[Stored data entries]
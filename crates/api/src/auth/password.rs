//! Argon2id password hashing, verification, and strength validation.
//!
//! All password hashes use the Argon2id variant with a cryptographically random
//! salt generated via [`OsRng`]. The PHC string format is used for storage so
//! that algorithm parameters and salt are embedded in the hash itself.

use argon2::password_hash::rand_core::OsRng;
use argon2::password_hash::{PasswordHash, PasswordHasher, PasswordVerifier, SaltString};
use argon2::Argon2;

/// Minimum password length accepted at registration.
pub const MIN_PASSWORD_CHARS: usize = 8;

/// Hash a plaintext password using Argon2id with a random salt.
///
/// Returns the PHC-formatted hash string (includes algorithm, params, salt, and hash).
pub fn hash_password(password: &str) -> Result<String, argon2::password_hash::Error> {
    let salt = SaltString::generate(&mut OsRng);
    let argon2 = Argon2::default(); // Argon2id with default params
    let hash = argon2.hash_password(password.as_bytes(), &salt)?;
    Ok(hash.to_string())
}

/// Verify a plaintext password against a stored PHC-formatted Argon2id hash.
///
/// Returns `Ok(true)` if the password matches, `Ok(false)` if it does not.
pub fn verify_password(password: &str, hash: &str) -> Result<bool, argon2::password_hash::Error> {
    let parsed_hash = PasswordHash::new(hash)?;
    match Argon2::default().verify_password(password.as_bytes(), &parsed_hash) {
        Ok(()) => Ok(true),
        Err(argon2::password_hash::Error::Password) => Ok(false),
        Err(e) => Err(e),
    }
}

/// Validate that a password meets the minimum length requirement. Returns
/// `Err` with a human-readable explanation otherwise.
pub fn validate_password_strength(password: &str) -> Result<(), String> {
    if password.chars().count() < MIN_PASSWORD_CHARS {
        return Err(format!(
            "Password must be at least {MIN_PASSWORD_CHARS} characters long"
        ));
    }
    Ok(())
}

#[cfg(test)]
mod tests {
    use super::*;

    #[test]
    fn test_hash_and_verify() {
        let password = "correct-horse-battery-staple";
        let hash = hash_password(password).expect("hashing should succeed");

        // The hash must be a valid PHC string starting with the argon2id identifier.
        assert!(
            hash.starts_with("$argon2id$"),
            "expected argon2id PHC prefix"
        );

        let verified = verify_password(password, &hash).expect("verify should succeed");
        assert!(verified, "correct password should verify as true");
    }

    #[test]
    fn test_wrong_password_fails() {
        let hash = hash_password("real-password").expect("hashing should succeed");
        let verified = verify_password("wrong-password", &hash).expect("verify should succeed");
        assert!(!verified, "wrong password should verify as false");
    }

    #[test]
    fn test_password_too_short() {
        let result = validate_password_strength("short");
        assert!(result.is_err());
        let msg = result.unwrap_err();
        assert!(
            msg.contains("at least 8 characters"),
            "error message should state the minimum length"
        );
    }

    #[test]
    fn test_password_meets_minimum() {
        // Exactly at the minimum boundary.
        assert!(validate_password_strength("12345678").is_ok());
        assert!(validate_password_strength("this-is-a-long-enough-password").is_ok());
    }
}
--
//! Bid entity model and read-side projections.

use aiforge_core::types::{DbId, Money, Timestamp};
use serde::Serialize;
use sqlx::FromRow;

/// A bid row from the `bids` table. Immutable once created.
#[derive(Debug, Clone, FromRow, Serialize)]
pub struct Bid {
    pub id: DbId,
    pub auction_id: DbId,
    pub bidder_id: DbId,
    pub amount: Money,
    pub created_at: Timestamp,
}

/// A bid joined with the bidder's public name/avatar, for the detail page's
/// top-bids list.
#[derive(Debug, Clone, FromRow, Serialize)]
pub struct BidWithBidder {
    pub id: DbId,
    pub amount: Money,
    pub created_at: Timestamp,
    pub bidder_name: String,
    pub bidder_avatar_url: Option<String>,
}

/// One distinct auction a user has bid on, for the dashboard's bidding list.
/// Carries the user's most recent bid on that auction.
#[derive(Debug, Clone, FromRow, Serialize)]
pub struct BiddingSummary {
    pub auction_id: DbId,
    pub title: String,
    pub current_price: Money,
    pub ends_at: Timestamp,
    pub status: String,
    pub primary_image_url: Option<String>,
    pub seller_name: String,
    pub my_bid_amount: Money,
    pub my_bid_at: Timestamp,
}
---
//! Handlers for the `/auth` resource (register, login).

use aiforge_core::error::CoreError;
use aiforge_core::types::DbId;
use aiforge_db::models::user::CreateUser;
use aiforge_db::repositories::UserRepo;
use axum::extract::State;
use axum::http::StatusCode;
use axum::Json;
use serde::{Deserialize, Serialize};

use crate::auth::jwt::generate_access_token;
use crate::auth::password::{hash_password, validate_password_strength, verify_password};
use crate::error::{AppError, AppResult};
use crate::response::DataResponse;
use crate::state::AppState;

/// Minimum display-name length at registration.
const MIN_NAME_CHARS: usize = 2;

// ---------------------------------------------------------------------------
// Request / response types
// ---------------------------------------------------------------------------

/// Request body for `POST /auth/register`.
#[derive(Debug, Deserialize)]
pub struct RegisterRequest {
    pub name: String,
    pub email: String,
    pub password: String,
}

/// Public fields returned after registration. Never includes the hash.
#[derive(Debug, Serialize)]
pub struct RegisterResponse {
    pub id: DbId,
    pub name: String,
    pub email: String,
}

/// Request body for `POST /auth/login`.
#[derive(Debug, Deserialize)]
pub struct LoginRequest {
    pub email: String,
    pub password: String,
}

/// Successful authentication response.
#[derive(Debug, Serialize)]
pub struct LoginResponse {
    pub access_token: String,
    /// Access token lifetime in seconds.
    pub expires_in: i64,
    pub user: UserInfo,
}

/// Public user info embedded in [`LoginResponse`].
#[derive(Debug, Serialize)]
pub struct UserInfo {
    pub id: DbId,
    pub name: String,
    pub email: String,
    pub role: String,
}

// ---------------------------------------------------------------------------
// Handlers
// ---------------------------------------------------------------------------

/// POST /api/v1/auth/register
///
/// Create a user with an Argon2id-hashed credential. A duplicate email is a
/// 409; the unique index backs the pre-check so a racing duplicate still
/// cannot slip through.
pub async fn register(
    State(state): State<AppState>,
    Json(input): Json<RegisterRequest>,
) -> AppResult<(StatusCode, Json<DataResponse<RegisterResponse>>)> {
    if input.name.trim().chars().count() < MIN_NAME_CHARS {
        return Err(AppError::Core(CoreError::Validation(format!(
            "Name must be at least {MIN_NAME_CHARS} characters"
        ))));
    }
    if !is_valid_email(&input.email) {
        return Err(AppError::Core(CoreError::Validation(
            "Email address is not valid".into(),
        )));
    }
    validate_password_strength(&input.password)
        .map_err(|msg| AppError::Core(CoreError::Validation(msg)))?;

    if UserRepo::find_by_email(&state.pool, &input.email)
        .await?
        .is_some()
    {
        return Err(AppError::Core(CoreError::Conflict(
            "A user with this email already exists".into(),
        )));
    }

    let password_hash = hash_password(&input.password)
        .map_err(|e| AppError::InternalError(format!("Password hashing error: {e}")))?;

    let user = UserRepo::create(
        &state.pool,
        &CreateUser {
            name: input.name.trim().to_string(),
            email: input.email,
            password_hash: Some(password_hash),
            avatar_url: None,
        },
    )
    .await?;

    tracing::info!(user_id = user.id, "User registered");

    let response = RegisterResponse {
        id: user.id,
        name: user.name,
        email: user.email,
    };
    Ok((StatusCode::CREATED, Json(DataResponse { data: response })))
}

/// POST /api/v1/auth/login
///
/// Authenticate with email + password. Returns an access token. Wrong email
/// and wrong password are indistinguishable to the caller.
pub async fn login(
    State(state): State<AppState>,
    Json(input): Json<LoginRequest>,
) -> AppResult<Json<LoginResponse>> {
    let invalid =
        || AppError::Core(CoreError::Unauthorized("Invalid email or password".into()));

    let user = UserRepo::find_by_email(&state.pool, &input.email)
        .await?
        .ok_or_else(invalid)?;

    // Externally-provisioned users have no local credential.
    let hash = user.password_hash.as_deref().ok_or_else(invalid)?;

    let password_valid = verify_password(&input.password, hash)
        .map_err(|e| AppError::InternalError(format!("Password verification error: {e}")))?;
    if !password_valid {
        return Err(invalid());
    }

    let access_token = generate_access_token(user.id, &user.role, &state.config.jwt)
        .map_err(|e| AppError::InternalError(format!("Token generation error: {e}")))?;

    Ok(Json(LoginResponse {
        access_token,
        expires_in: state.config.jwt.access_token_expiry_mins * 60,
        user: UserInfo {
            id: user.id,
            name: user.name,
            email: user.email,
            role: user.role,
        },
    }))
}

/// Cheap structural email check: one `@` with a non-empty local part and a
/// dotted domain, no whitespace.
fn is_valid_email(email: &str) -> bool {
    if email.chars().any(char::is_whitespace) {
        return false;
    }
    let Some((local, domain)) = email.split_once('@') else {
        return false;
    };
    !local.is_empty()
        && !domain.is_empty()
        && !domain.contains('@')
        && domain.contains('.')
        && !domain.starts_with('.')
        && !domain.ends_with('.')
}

**Exercise objective:**
Would you retype the lines above from the one with "filename crates/api/src/auth/password.rs" down to the one with "salt, and hash).", word for word, both ends included and no other lines?

**Written solution:**
filename crates/api/src/auth/password.rs
//! Argon2id password hashing, verification, and strength validation.
//!
//! All password hashes use the Argon2id variant with a cryptographically random
//! salt generated via [`OsRng`]. The PHC string format is used for storage so
//! that algorithm parameters and salt are embedded in the hash itself.

use argon2::password_hash::rand_core::OsRng;
use argon2::password_hash::{PasswordHash, PasswordHasher, PasswordVerifier, SaltString};
use argon2::Argon2;

/// Minimum password length accepted at registration.
pub const MIN_PASSWORD_CHARS: usize = 8;

/// Hash a plaintext password using Argon2id with a random salt.
///
/// Returns the PHC-formatted hash string (includes algorithm, params, salt, and hash).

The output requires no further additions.